──────── Entries shown ────────

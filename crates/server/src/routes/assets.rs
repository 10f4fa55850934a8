//! Asset routes: URL resolution, PDF retrieval and the image proxy.

use axum::extract::{Multipart, Path, Query, State};
use axum::http::header;
use axum::response::{IntoResponse, Response};
use axum::routing::{get, post};
use axum::{Json, Router};
use serde::Deserialize;
use serde_json::{Value, json};
use tracing::info;

use bindery_core::BookId;

use crate::db::PurchaseRepository;
use crate::error::AppError;
use crate::middleware::CurrentUser;
use crate::services::media::AssetUrl;
use crate::state::AppState;

pub fn router() -> Router<AppState> {
    Router::new()
        .route("/signed-url", get(signed_url))
        .route("/fetch-pdf", get(fetch_pdf))
        .route("/serve-pdf/{book_id}", get(serve_pdf))
        .route("/placeholder-pdf", get(placeholder_pdf))
        .route("/image-proxy", get(image_proxy))
        .route("/upload-image", post(upload_image))
}

#[derive(Debug, Deserialize)]
struct UrlQuery {
    url: String,
    /// Pre-normalization URL the client may still hold; used as the final
    /// fallback in the retrieval chain.
    original: Option<String>,
}

fn pdf_response(bytes: Vec<u8>) -> Response {
    (
        [
            (header::CONTENT_TYPE, "application/pdf"),
            (header::CONTENT_DISPOSITION, "inline"),
        ],
        bytes,
    )
        .into_response()
}

/// Resolve a stored asset URL into its canonical retrieval form.
///
/// Raw (non-image) store objects get the explicit `.pdf` format hint, images
/// keep their stored form. Resolutions are cached; they are pure string work
/// but sit on the hot path for catalog pages.
async fn signed_url(
    State(state): State<AppState>,
    Query(query): Query<UrlQuery>,
) -> Result<Json<Value>, AppError> {
    if let Some(resolved) = state.asset_urls().get(&query.url).await {
        return Ok(Json(json!({
            "success": true,
            "message": "Resolved",
            "url": resolved,
        })));
    }

    let asset = AssetUrl::parse(&query.url)?;
    let pdf_hint = query.url.contains("/raw/upload/");
    let resolved = asset.retrieval_url(pdf_hint);

    state
        .asset_urls()
        .insert(query.url.clone(), resolved.clone())
        .await;
    Ok(Json(json!({
        "success": true,
        "message": "Resolved",
        "url": resolved,
    })))
}

/// Fetch PDF bytes for an arbitrary stored URL through the fallback chain.
async fn fetch_pdf(
    State(state): State<AppState>,
    _current: CurrentUser,
    Query(query): Query<UrlQuery>,
) -> Result<Response, AppError> {
    let bytes = state
        .pdf_retriever()
        .fetch_pdf(&query.url, query.original.as_deref())
        .await?;
    Ok(pdf_response(bytes))
}

/// Serve a purchased book's PDF. Ownership is checked against the purchase
/// snapshot, whose content URL was frozen at checkout.
async fn serve_pdf(
    State(state): State<AppState>,
    current: CurrentUser,
    Path(book_id): Path<BookId>,
) -> Result<Response, AppError> {
    let owned = PurchaseRepository::new(state.pool())
        .find_owned_item(current.id(), book_id)
        .await?
        .ok_or_else(|| AppError::NotFound("Book not purchased".to_owned()))?;
    let content_url = owned.content_url.as_deref().ok_or_else(|| {
        AppError::Validation("This book has no PDF content".to_owned())
    })?;

    let bytes = state.pdf_retriever().fetch_pdf(content_url, None).await?;
    Ok(pdf_response(bytes))
}

/// The bundled placeholder PDF, for books whose content is unavailable.
async fn placeholder_pdf(State(state): State<AppState>) -> Result<Response, AppError> {
    let path = state
        .config()
        .placeholder_pdf_path
        .as_ref()
        .ok_or_else(|| AppError::NotFound("No placeholder configured".to_owned()))?;
    let bytes = tokio::fs::read(path)
        .await
        .map_err(crate::services::media::MediaError::Io)?;
    Ok(pdf_response(bytes))
}

/// Proxy and cache a remote image.
///
/// Responses are typed `image/jpeg` regardless of source format; browsers
/// sniff the real type and clients only use this for cover thumbnails.
async fn image_proxy(
    State(state): State<AppState>,
    Query(query): Query<UrlQuery>,
) -> Result<Response, AppError> {
    let bytes = state.image_cache().get_or_fetch(&query.url).await?;
    Ok(([(header::CONTENT_TYPE, "image/jpeg")], bytes).into_response())
}

/// Upload an image to the object store, returning its delivery URL.
async fn upload_image(
    State(state): State<AppState>,
    _current: CurrentUser,
    mut multipart: Multipart,
) -> Result<Json<Value>, AppError> {
    while let Some(field) = multipart
        .next_field()
        .await
        .map_err(|e| AppError::Validation(e.to_string()))?
    {
        if field.file_name().is_none() {
            continue;
        }
        let filename = field.file_name().unwrap_or("image").to_owned();
        let content_type = field.content_type().unwrap_or("image/jpeg").to_owned();
        if !content_type.starts_with("image/") {
            return Err(AppError::Validation(
                "Only image uploads are accepted here".to_owned(),
            ));
        }
        let bytes = field
            .bytes()
            .await
            .map_err(|e| AppError::Validation(e.to_string()))?;

        let asset = state
            .media_store()
            .upload_image(bytes.to_vec(), &filename, &content_type)
            .await?;
        info!(public_id = %asset.public_id, "image uploaded");
        return Ok(Json(json!({
            "success": true,
            "message": "Image uploaded",
            "url": asset.url,
            "public_id": asset.public_id,
        })));
    }
    Err(AppError::Validation("No file in upload".to_owned()))
}
//! Core type definitions.

pub mod email;
pub mod id;
pub mod price;
pub mod username;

────────

What you have to do:
Reproduce the entries above exactly.

Exercise answer:
filename crates/server/src/routes/assets.rs
repository 10f4fa55850934a8
//! Asset routes: URL resolution, PDF retrieval and the image proxy.

use axum::extract::{Multipart, Path, Query, State};
use axum::http::header;
use axum::response::{IntoResponse, Response};
use axum::routing::{get, post};
use axum::{Json, Router};
use serde::Deserialize;
use serde_json::{Value, json};
use tracing::info;

use bindery_core::BookId;

use crate::db::PurchaseRepository;
use crate::error::AppError;
use crate::middleware::CurrentUser;
use crate::services::media::AssetUrl;
use crate::state::AppState;

pub fn router() -> Router<AppState> {
    Router::new()
        .route("/signed-url", get(signed_url))
        .route("/fetch-pdf", get(fetch_pdf))
        .route("/serve-pdf/{book_id}", get(serve_pdf))
        .route("/placeholder-pdf", get(placeholder_pdf))
        .route("/image-proxy", get(image_proxy))
        .route("/upload-image", post(upload_image))
}

#[derive(Debug, Deserialize)]
struct UrlQuery {
    url: String,
    /// Pre-normalization URL the client may still hold; used as the final
    /// fallback in the retrieval chain.
    original: Option<String>,
}

fn pdf_response(bytes: Vec<u8>) -> Response {
    (
        [
            (header::CONTENT_TYPE, "application/pdf"),
            (header::CONTENT_DISPOSITION, "inline"),
        ],
        bytes,
    )
        .into_response()
}

/// Resolve a stored asset URL into its canonical retrieval form.
///
/// Raw (non-image) store objects get the explicit `.pdf` format hint, images
/// keep their stored form. Resolutions are cached; they are pure string work
/// but sit on the hot path for catalog pages.
async fn signed_url(
    State(state): State<AppState>,
    Query(query): Query<UrlQuery>,
) -> Result<Json<Value>, AppError> {
    if let Some(resolved) = state.asset_urls().get(&query.url).await {
        return Ok(Json(json!({
            "success": true,
            "message": "Resolved",
            "url": resolved,
        })));
    }

    let asset = AssetUrl::parse(&query.url)?;
    let pdf_hint = query.url.contains("/raw/upload/");
    let resolved = asset.retrieval_url(pdf_hint);

    state
        .asset_urls()
        .insert(query.url.clone(), resolved.clone())
        .await;
    Ok(Json(json!({
        "success": true,
        "message": "Resolved",
        "url": resolved,
    })))
}

/// Fetch PDF bytes for an arbitrary stored URL through the fallback chain.
async fn fetch_pdf(
    State(state): State<AppState>,
    _current: CurrentUser,
    Query(query): Query<UrlQuery>,
) -> Result<Response, AppError> {
    let bytes = state
        .pdf_retriever()
        .fetch_pdf(&query.url, query.original.as_deref())
        .await?;
    Ok(pdf_response(bytes))
}

/// Serve a purchased book's PDF. Ownership is checked against the purchase
/// snapshot, whose content URL was frozen at checkout.
async fn serve_pdf(
    State(state): State<AppState>,
    current: CurrentUser,
    Path(book_id): Path<BookId>,
) -> Result<Response, AppError> {
    let owned = PurchaseRepository::new(state.pool())
        .find_owned_item(current.id(), book_id)
        .await?
        .ok_or_else(|| AppError::NotFound("Book not purchased".to_owned()))?;
    let content_url = owned.content_url.as_deref().ok_or_else(|| {
        AppError::Validation("This book has no PDF content".to_owned())
    })?;

    let bytes = state.pdf_retriever().fetch_pdf(content_url, None).await?;
    Ok(pdf_response(bytes))
}

/// The bundled placeholder PDF, for books whose content is unavailable.
async fn placeholder_pdf(State(state): State<AppState>) -> Result<Response, AppError> {
    let path = state
        .config()
        .placeholder_pdf_path
        .as_ref()
        .ok_or_else(|| AppError::NotFound("No placeholder configured".to_owned()))?;
    let bytes = tokio::fs::read(path)
        .await
        .map_err(crate::services::media::MediaError::Io)?;
    Ok(pdf_response(bytes))
}

/// Proxy and cache a remote image.
///
/// Responses are typed `image/jpeg` regardless of source format; browsers
/// sniff the real type and clients only use this for cover thumbnails.
async fn image_proxy(
    State(state): State<AppState>,
    Query(query): Query<UrlQuery>,
) -> Result<Response, AppError> {
    let bytes = state.image_cache().get_or_fetch(&query.url).await?;
    Ok(([(header::CONTENT_TYPE, "image/jpeg")], bytes).into_response())
}

/// Upload an image to the object store, returning its delivery URL.
async fn upload_image(
    State(state): State<AppState>,
    _current: CurrentUser,
    mut multipart: Multipart,
) -> Result<Json<Value>, AppError> {
    while let Some(field) = multipart
        .next_field()
        .await
        .map_err(|e| AppError::Validation(e.to_string()))?
    {
        if field.file_name().is_none() {
            continue;
        }
        let filename = field.file_name().unwrap_or("image").to_owned();
        let content_type = field.content_type().unwrap_or("image/jpeg").to_owned();
        if !content_type.starts_with("image/") {
            return Err(AppError::Validation(
                "Only image uploads are accepted here".to_owned(),
            ));
        }
        let bytes = field
            .bytes()
            .await
            .map_err(|e| AppError::Validation(e.to_string()))?;

        let asset = state
            .media_store()
            .upload_image(bytes.to_vec(), &filename, &content_type)
            .await?;
        info!(public_id = %asset.public_id, "image uploaded");
        return Ok(Json(json!({
            "success": true,
            "message": "Image uploaded",
            "url": asset.url,
            "public_id": asset.public_id,
        })));
    }
    Err(AppError::Validation("No file in upload".to_owned()))
}
//! Core type definitions.

pub mod email;
pub mod id;
pub mod price;
pub mod username;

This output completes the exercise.